[Items from a dataset]
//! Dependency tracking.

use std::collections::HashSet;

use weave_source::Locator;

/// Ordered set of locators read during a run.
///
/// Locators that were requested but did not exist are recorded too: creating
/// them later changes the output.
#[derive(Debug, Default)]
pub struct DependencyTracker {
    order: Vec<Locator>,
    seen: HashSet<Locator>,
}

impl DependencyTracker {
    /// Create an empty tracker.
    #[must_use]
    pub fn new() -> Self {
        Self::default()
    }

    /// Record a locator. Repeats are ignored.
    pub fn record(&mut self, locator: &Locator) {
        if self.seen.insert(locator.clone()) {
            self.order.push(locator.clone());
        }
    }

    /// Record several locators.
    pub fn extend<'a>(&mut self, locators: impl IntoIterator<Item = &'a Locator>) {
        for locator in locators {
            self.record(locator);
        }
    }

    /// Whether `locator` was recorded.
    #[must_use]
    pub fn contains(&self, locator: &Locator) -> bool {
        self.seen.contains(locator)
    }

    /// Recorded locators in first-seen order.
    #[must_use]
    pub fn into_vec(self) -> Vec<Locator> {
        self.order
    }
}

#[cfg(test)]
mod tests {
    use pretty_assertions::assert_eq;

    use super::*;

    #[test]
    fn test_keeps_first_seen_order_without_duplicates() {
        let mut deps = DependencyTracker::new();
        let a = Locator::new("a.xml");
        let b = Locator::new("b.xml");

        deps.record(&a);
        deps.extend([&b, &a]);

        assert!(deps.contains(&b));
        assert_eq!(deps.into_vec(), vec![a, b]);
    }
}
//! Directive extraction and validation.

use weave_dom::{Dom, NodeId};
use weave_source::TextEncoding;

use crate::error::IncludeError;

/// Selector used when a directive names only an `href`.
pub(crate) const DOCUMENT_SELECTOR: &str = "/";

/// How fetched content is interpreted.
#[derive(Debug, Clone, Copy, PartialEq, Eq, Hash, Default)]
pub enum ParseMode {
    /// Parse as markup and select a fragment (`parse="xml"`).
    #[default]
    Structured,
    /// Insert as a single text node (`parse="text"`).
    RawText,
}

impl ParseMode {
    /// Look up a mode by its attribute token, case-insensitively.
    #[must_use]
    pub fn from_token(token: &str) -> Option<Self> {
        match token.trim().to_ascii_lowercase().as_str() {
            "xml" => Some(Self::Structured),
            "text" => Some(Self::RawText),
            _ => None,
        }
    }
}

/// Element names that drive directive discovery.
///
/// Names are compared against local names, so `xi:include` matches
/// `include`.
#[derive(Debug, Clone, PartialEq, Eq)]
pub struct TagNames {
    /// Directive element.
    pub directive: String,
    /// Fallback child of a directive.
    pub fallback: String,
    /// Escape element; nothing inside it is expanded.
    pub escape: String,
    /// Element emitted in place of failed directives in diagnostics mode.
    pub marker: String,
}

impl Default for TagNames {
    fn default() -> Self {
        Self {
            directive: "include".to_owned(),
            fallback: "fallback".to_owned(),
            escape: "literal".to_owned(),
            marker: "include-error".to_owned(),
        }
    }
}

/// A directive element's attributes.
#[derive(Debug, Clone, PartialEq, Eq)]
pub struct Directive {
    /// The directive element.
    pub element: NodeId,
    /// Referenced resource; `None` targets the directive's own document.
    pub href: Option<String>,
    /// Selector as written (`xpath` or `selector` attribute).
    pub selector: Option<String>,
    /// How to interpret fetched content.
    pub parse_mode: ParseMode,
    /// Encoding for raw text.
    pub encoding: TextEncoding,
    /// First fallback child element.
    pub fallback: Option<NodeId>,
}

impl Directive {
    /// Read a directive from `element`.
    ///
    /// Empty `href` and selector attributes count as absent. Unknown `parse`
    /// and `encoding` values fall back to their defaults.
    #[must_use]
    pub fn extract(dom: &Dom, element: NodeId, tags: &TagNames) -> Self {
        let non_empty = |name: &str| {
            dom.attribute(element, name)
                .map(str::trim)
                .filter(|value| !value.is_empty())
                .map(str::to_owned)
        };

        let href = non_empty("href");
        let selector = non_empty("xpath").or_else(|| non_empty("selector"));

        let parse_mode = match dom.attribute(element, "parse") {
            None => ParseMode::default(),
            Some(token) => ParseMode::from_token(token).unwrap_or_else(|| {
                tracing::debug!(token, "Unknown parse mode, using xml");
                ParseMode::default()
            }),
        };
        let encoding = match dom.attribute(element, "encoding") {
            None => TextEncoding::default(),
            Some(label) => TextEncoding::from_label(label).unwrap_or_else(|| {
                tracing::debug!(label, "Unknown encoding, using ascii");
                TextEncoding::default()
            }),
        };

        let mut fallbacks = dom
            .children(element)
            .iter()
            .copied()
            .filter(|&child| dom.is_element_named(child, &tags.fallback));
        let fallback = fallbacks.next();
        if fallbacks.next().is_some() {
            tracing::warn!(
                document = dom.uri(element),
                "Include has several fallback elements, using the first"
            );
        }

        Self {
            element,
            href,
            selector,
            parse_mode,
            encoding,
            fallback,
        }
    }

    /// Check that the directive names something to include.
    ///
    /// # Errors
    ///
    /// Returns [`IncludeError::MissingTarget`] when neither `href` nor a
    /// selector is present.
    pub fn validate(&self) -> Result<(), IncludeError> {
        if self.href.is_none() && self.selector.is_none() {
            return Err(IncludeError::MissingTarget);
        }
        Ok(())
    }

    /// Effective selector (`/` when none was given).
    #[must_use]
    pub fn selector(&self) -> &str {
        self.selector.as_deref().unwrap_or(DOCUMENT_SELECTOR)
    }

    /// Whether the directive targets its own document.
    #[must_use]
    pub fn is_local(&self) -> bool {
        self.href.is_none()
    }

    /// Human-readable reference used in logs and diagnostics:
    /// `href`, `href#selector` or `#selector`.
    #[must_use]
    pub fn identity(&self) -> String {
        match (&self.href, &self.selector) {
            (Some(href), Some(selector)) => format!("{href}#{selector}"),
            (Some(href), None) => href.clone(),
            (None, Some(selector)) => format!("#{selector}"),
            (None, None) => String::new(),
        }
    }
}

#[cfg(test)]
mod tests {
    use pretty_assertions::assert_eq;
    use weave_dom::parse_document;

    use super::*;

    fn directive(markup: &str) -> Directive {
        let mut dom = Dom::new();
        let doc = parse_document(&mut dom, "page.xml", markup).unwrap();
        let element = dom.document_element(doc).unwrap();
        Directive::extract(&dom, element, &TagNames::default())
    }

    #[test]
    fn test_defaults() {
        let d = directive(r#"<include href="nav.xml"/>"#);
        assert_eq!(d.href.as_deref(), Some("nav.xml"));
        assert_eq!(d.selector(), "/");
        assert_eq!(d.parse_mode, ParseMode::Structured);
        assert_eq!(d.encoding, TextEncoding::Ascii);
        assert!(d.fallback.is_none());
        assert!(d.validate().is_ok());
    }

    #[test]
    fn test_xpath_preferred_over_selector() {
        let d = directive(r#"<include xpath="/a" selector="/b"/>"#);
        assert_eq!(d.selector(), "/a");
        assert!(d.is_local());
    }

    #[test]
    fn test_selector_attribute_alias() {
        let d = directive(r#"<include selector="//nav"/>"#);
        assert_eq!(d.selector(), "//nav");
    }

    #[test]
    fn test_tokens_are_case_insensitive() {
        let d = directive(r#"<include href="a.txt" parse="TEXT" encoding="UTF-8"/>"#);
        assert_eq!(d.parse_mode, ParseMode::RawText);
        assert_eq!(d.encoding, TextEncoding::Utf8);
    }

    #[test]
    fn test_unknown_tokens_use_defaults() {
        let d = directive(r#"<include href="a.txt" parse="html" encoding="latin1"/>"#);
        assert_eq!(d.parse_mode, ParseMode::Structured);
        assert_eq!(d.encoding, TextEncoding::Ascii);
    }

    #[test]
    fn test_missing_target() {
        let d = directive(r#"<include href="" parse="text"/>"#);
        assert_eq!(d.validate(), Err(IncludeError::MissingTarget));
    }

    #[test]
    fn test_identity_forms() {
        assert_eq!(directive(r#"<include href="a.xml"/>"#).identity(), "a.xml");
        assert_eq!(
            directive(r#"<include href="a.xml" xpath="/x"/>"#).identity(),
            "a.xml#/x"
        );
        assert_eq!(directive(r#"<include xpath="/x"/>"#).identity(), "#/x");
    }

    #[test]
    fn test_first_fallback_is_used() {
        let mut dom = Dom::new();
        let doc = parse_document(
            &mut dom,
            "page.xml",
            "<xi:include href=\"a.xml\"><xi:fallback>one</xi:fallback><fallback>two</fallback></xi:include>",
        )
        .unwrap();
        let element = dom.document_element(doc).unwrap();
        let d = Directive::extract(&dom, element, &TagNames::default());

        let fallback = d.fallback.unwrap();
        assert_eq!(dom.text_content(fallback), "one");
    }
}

--

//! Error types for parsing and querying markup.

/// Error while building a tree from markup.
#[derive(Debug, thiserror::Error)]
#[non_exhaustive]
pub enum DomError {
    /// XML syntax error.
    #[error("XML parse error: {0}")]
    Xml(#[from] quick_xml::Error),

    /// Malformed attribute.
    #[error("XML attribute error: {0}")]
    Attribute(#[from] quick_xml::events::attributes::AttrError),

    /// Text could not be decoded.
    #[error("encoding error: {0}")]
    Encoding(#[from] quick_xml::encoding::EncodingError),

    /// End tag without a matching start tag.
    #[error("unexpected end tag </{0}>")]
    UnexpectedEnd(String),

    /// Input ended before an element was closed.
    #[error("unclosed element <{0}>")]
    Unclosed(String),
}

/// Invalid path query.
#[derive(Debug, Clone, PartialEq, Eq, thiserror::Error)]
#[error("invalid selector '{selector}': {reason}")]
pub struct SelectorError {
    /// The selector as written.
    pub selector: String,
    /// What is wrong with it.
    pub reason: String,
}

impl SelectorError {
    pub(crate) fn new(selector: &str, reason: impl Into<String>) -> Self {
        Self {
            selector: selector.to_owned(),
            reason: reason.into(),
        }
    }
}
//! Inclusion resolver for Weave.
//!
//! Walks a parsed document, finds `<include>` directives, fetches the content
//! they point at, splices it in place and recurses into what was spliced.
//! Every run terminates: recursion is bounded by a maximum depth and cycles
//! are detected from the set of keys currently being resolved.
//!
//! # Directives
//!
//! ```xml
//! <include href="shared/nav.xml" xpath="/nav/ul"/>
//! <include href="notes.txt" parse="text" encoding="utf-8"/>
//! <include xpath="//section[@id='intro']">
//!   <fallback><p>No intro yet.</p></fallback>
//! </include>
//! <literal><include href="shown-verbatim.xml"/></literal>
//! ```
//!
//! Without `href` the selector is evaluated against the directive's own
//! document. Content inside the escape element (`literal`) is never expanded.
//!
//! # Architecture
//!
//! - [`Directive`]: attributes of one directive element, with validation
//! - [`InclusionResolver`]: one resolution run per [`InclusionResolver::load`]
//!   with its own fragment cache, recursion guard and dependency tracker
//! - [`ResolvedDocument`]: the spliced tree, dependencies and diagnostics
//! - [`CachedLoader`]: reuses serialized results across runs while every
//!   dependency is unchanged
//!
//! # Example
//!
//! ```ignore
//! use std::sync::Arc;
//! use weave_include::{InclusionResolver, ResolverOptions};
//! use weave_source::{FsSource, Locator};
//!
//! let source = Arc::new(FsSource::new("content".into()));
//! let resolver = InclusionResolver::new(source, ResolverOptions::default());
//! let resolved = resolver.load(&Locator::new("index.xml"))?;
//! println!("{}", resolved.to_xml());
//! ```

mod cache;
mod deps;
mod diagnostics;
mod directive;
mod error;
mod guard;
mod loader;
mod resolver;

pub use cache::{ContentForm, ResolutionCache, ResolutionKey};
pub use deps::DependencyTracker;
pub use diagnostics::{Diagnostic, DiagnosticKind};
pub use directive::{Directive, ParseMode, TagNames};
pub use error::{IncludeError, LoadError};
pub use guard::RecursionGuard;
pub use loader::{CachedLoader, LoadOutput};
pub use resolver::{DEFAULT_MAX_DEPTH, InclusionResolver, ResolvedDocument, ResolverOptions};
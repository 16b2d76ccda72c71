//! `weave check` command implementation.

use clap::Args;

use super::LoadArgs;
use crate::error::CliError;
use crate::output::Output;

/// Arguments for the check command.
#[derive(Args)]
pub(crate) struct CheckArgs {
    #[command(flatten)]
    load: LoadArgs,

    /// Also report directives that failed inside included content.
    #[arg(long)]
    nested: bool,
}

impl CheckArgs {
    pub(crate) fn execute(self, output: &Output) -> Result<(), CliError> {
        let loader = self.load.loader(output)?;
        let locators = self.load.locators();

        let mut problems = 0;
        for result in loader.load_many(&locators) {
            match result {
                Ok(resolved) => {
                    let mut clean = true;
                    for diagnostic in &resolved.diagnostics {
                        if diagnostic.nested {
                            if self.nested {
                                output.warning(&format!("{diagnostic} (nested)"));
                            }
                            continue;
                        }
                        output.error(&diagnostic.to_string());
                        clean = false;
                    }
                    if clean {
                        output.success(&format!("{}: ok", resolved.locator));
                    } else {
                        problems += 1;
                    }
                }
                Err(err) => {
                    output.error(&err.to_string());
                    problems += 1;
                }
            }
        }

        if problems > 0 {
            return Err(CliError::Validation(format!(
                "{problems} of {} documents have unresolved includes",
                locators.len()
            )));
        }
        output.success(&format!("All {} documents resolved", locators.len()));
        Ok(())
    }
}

---

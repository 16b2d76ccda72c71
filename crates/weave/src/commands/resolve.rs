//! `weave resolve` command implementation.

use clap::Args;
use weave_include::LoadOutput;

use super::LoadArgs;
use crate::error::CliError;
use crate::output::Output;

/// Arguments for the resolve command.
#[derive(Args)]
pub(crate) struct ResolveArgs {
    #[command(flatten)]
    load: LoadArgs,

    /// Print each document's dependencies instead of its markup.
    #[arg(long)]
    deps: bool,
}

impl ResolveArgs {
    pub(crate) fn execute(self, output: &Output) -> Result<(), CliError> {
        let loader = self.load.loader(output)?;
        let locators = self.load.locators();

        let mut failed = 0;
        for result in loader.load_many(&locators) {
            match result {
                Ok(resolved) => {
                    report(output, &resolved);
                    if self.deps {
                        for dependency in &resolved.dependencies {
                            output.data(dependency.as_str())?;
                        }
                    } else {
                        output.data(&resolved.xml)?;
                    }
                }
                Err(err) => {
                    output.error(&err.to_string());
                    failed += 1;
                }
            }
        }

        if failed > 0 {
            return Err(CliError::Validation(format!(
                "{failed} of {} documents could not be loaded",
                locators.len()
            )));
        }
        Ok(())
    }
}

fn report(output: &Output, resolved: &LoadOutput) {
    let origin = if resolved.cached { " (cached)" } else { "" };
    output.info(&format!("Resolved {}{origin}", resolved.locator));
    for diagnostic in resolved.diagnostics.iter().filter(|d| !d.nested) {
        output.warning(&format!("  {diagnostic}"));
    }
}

Task:
Scan the records for the string "while" and report each line where it occurs.

Expected answer:
/// Error while building a tree from markup.
//! - [`CachedLoader`]: reuses serialized results across runs while every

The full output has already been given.